How to complete this task » For this exercise, restate word for word only the lines from the first line of the data to the line containing "is emitted when".

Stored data
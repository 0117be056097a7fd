//! Cooldown-gated alert evaluation.
//!
//! A sample matches at most one level: the least severe level whose
//! threshold its representative fee is at or below. A match is emitted when
//! that (network, level) pair is outside its cooldown, or when the level is
//! strictly more severe than the last level emitted for the network.
//! Cooldowns are measured on sample timestamps.

use std::collections::HashMap;
use std::sync::{Arc, Mutex};
use std::time::Duration;

use chrono::{DateTime, Utc};

use crate::clock::Clock;
use crate::config::{AlertConfig, NetworkConfig};
use crate::fees::types::{AlertEvent, AlertLevel, GasSample, Percentile};
use crate::metrics::AppMetrics;

/// Outcome of evaluating one sample.
#[derive(Debug, Clone, PartialEq)]
pub enum Decision {
    /// Fee is above every enabled threshold.
    NoMatch,
    Suppressed { level: AlertLevel, remaining: Duration },
    Emit(AlertEvent),
}

#[derive(Debug, Default)]
struct NetworkAlertState {
    last_emitted: Option<AlertLevel>,
    last_alert: HashMap<AlertLevel, DateTime<Utc>>,
}

#[derive(Debug)]
struct NetworkRules {
    /// Enabled thresholds in wei, least severe first.
    levels: Vec<(AlertLevel, u64)>,
    state: Mutex<NetworkAlertState>,
}

pub struct AlertEngine {
    networks: HashMap<String, NetworkRules>,
    cooldown: chrono::Duration,
    percentile: Percentile,
    include_l1_surcharge: bool,
    enabled: bool,
    clock: Arc<dyn Clock>,
    metrics: Arc<AppMetrics>,
}

impl AlertEngine {
    pub fn new<'a, I>(
        networks: I,
        config: &AlertConfig,
        clock: Arc<dyn Clock>,
        metrics: Arc<AppMetrics>,
    ) -> Self
    where
        I: IntoIterator<Item = &'a NetworkConfig>,
    {
        let networks = networks
            .into_iter()
            .map(|network| {
                let levels = AlertLevel::ALL
                    .iter()
                    .copied()
                    .filter(|level| {
                        !(network.disable_high_alerts
                            && matches!(level, AlertLevel::High | AlertLevel::UltraHigh))
                    })
                    .filter_map(|level| network.threshold_wei(level).map(|wei| (level, wei)))
                    .collect();
                (
                    network.key.clone(),
                    NetworkRules {
                        levels,
                        state: Mutex::new(NetworkAlertState::default()),
                    },
                )
            })
            .collect();

        Self {
            networks,
            cooldown: chrono::Duration::from_std(config.cooldown)
                .unwrap_or_else(|_| chrono::Duration::days(3650)),
            percentile: config.percentile,
            include_l1_surcharge: config.include_l1_surcharge,
            enabled: config.enabled,
            clock,
            metrics,
        }
    }

    pub fn percentile(&self) -> Percentile {
        self.percentile
    }

    pub fn include_l1_surcharge(&self) -> bool {
        self.include_l1_surcharge
    }

    /// Fee the thresholds are compared against.
    pub fn representative_fee(&self, sample: &GasSample) -> u64 {
        sample.fee_at(self.percentile, self.include_l1_surcharge)
    }

    /// Last level emitted for `network`, if any.
    pub fn last_emitted(&self, network: &str) -> Option<AlertLevel> {
        let rules = self.networks.get(network)?;
        rules.state.lock().unwrap_or_else(|e| e.into_inner()).last_emitted
    }

    /// Zero or one alert for `sample`.
    pub fn evaluate(&self, sample: &GasSample) -> Option<AlertEvent> {
        match self.decide(sample) {
            Decision::Emit(event) => Some(event),
            _ => None,
        }
    }

    /// Evaluate `sample` and record the outcome in the network's state.
    pub fn decide(&self, sample: &GasSample) -> Decision {
        if !self.enabled {
            return Decision::NoMatch;
        }
        let Some(rules) = self.networks.get(&sample.network) else {
            return Decision::NoMatch;
        };

        let fee = self.representative_fee(sample);
        let Some(&(level, threshold)) = rules.levels.iter().find(|(_, threshold)| fee <= *threshold)
        else {
            return Decision::NoMatch;
        };

        let mut state = rules.state.lock().unwrap_or_else(|e| e.into_inner());
        let escalation = state.last_emitted.map_or(true, |last| level > last);

        if !escalation {
            if let Some(last) = state.last_alert.get(&level) {
                let elapsed = sample.timestamp - *last;
                if elapsed < self.cooldown {
                    let remaining = (self.cooldown - elapsed).to_std().unwrap_or_default();
                    tracing::debug!(
                        network = %sample.network,
                        level = %level,
                        remaining_secs = remaining.as_secs(),
                        "Alert suppressed by cooldown"
                    );
                    self.metrics
                        .alerts_suppressed_total
                        .with_label_values(&[&sample.network, level.as_str()])
                        .inc();
                    return Decision::Suppressed { level, remaining };
                }
            }
        }

        state.last_emitted = Some(level);
        state.last_alert.insert(level, sample.timestamp);
        drop(state);

        self.metrics
            .alerts_emitted_total
            .with_label_values(&[&sample.network, level.as_str()])
            .inc();
        tracing::info!(
            network = %sample.network,
            level = %level,
            block = sample.block_number,
            "Alert triggered"
        );

        Decision::Emit(AlertEvent {
            network: sample.network.clone(),
            level,
            fee,
            threshold,
            percentile: self.percentile,
            sample: sample.clone(),
            generated_at: self.clock.now(),
        })
    }
}

#[cfg(test)]
mod tests {
    use super::*;
    use crate::clock::ManualClock;
    use crate::config::builtin_networks;
    use crate::fees::types::{gwei_to_wei, PercentileFees};
    use chrono::TimeZone;
    use proptest::prelude::*;
    use std::collections::BTreeMap;

    fn start() -> DateTime<Utc> {
        Utc.with_ymd_and_hms(2024, 3, 1, 12, 0, 0).unwrap()
    }

    fn ethereum() -> NetworkConfig {
        let mut network = builtin_networks(Duration::from_secs(12))
            .into_iter()
            .find(|n| n.key == "ethereum")
            .unwrap();
        network.thresholds = BTreeMap::from([
            (AlertLevel::Low, 20.0),
            (AlertLevel::Medium, 35.0),
            (AlertLevel::High, 50.0),
        ]);
        network
    }

    fn engine_for(networks: &[NetworkConfig], config: AlertConfig) -> AlertEngine {
        AlertEngine::new(
            networks,
            &config,
            Arc::new(ManualClock::new(start())),
            Arc::new(AppMetrics::new().unwrap()),
        )
    }

    fn engine() -> AlertEngine {
        engine_for(&[ethereum()], AlertConfig::default())
    }

    fn sample_at(network: &str, secs: i64, gwei: f64) -> GasSample {
        let fee = gwei_to_wei(gwei);
        GasSample {
            network: network.into(),
            timestamp: start() + chrono::Duration::seconds(secs),
            block_number: 100 + secs as u64,
            base_fee: fee,
            priority_fees: PercentileFees::default(),
            total_fees: PercentileFees::from_fn(|_| fee),
            l1_surcharge: None,
        }
    }

    fn eth(secs: i64, gwei: f64) -> GasSample {
        sample_at("ethereum", secs, gwei)
    }

    #[test]
    fn matches_least_severe_level_at_or_above_fee() {
        let engine = engine();
        assert_eq!(engine.evaluate(&eth(0, 18.0)).unwrap().level, AlertLevel::Low);
        let engine = self::engine();
        assert_eq!(engine.evaluate(&eth(0, 20.0)).unwrap().level, AlertLevel::Low);
        let engine = self::engine();
        assert_eq!(engine.evaluate(&eth(0, 25.0)).unwrap().level, AlertLevel::Medium);
    }

    #[test]
    fn fee_above_every_threshold_matches_nothing() {
        let engine = engine();
        assert_eq!(engine.decide(&eth(0, 51.0)), Decision::NoMatch);
        assert!(engine.last_emitted("ethereum").is_none());
    }

    #[test]
    fn first_evaluation_always_emits() {
        let engine = engine();
        let event = engine.evaluate(&eth(0, 30.0)).unwrap();
        assert_eq!(event.level, AlertLevel::Medium);
        assert_eq!(event.fee, gwei_to_wei(30.0));
        assert_eq!(event.threshold, gwei_to_wei(35.0));
        assert_eq!(event.generated_at, start());
    }

    #[test]
    fn low_dips_are_suppressed_within_cooldown_then_repeat() {
        // 25 -> 18 -> 17 -> 19 -> 16 one per 12s cycle, cooldown 300s
        let engine = engine();
        let first = engine.evaluate(&eth(0, 25.0)).unwrap();
        assert_eq!(first.level, AlertLevel::Medium);

        let low = engine.evaluate(&eth(12, 18.0)).unwrap();
        assert_eq!(low.level, AlertLevel::Low);

        for (secs, gwei) in [(24, 17.0), (36, 19.0), (48, 16.0)] {
            assert!(matches!(
                engine.decide(&eth(secs, gwei)),
                Decision::Suppressed { level: AlertLevel::Low, .. }
            ));
        }

        // still inside the window at exactly 299s after the low alert
        assert!(engine.evaluate(&eth(12 + 299, 15.0)).is_none());

        let again = engine.evaluate(&eth(12 + 300, 15.0)).unwrap();
        assert_eq!(again.level, AlertLevel::Low);
    }

    #[test]
    fn escalation_bypasses_cooldown() {
        let engine = engine();
        engine.evaluate(&eth(0, 18.0)).unwrap();

        // 10s later, 45 gwei falls in the `high` band: strictly more severe
        let escalated = engine.evaluate(&eth(10, 45.0)).unwrap();
        assert_eq!(escalated.level, AlertLevel::High);

        let engine = self::engine();
        engine.evaluate(&eth(0, 18.0)).unwrap();
        let medium = engine.evaluate(&eth(10, 30.0)).unwrap();
        assert_eq!(medium.level, AlertLevel::Medium);
    }

    #[test]
    fn de_escalation_respects_level_cooldown() {
        let engine = engine();
        engine.evaluate(&eth(0, 18.0)).unwrap(); // low
        engine.evaluate(&eth(12, 30.0)).unwrap(); // medium, escalation
        assert!(engine.evaluate(&eth(24, 18.0)).is_none()); // low still cooling
        assert_eq!(engine.last_emitted("ethereum"), Some(AlertLevel::Medium));
    }

    #[test]
    fn de_escalation_to_fresh_level_emits() {
        let engine = engine();
        engine.evaluate(&eth(0, 30.0)).unwrap(); // medium
        let low = engine.evaluate(&eth(12, 18.0)).unwrap();
        assert_eq!(low.level, AlertLevel::Low);
    }

    #[test]
    fn networks_do_not_share_cooldowns() {
        let mut polygon = ethereum();
        polygon.key = "polygon".into();
        let engine = engine_for(&[ethereum(), polygon], AlertConfig::default());

        assert!(engine.evaluate(&eth(0, 18.0)).is_some());
        assert!(engine.evaluate(&sample_at("polygon", 1, 18.0)).is_some());
        assert!(engine.evaluate(&eth(2, 18.0)).is_none());
    }

    #[test]
    fn disabled_high_alerts_are_never_matched() {
        let mut network = ethereum();
        network.disable_high_alerts = true;
        let engine = engine_for(&[network], AlertConfig::default());
        assert_eq!(engine.decide(&eth(0, 45.0)), Decision::NoMatch);
    }

    #[test]
    fn disabled_engine_emits_nothing() {
        let config = AlertConfig {
            enabled: false,
            ..AlertConfig::default()
        };
        let engine = engine_for(&[ethereum()], config);
        assert!(engine.evaluate(&eth(0, 1.0)).is_none());
    }

    #[test]
    fn unknown_network_emits_nothing() {
        let engine = engine();
        assert!(engine.evaluate(&sample_at("solana", 0, 1.0)).is_none());
    }

    #[test]
    fn configured_percentile_drives_matching() {
        let config = AlertConfig {
            percentile: Percentile::P90,
            ..AlertConfig::default()
        };
        let engine = engine_for(&[ethereum()], config);
        let mut sample = eth(0, 18.0);
        sample.total_fees.p90 = gwei_to_wei(40.0);
        assert_eq!(engine.evaluate(&sample).unwrap().level, AlertLevel::High);
    }

    #[test]
    fn l1_surcharge_participates_only_when_enabled() {
        let mut sample = eth(0, 18.0);
        sample.l1_surcharge = Some(gwei_to_wei(5.0));
        sample.total_fees = PercentileFees::from_fn(|_| gwei_to_wei(23.0));

        let excluded = engine();
        assert_eq!(excluded.evaluate(&sample).unwrap().level, AlertLevel::Low);

        let included = engine_for(
            &[ethereum()],
            AlertConfig {
                include_l1_surcharge: true,
                ..AlertConfig::default()
            },
        );
        assert_eq!(included.evaluate(&sample).unwrap().level, AlertLevel::Medium);
    }

    #[test]
    fn zero_cooldown_emits_every_match() {
        let engine = engine_for(
            &[ethereum()],
            AlertConfig {
                cooldown: Duration::ZERO,
                ..AlertConfig::default()
            },
        );
        assert!(engine.evaluate(&eth(0, 18.0)).is_some());
        assert!(engine.evaluate(&eth(12, 18.0)).is_some());
    }

    proptest! {
        #[test]
        fn cooldown_only_broken_by_escalation(fees in prop::collection::vec(1u32..60, 1..80)) {
            let engine = engine();
            let cooldown = chrono::Duration::seconds(300);
            let mut emitted: Vec<AlertEvent> = Vec::new();

            for (i, gwei) in fees.iter().enumerate() {
                let sample = eth(i as i64 * 12, *gwei as f64);
                let previous = emitted.last().map(|e| e.level);
                if let Some(event) = engine.evaluate(&sample) {
                    let same_level_recent = emitted.iter().any(|e| {
                        e.level == event.level
                            && event.sample.timestamp - e.sample.timestamp < cooldown
                    });
                    if same_level_recent {
                        // only an escalation over the last emitted level may repeat early
                        prop_assert!(previous.map_or(true, |p| event.level > p));
                    }
                    emitted.push(event);
                }
            }
        }

        #[test]
        fn escalation_always_fires(low in 1u32..=20, high in 36u32..=50, gap in 0i64..300) {
            let engine = engine();
            prop_assert!(engine.evaluate(&eth(0, low as f64)).is_some());
            let event = engine.evaluate(&eth(gap, high as f64));
            prop_assert_eq!(event.map(|e| e.level), Some(AlertLevel::High));
        }
    }
}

Exercise answer »
repository 0117be056097a7fd
//! Cooldown-gated alert evaluation.
//!
//! A sample matches at most one level: the least severe level whose
//! threshold its representative fee is at or below. A match is emitted when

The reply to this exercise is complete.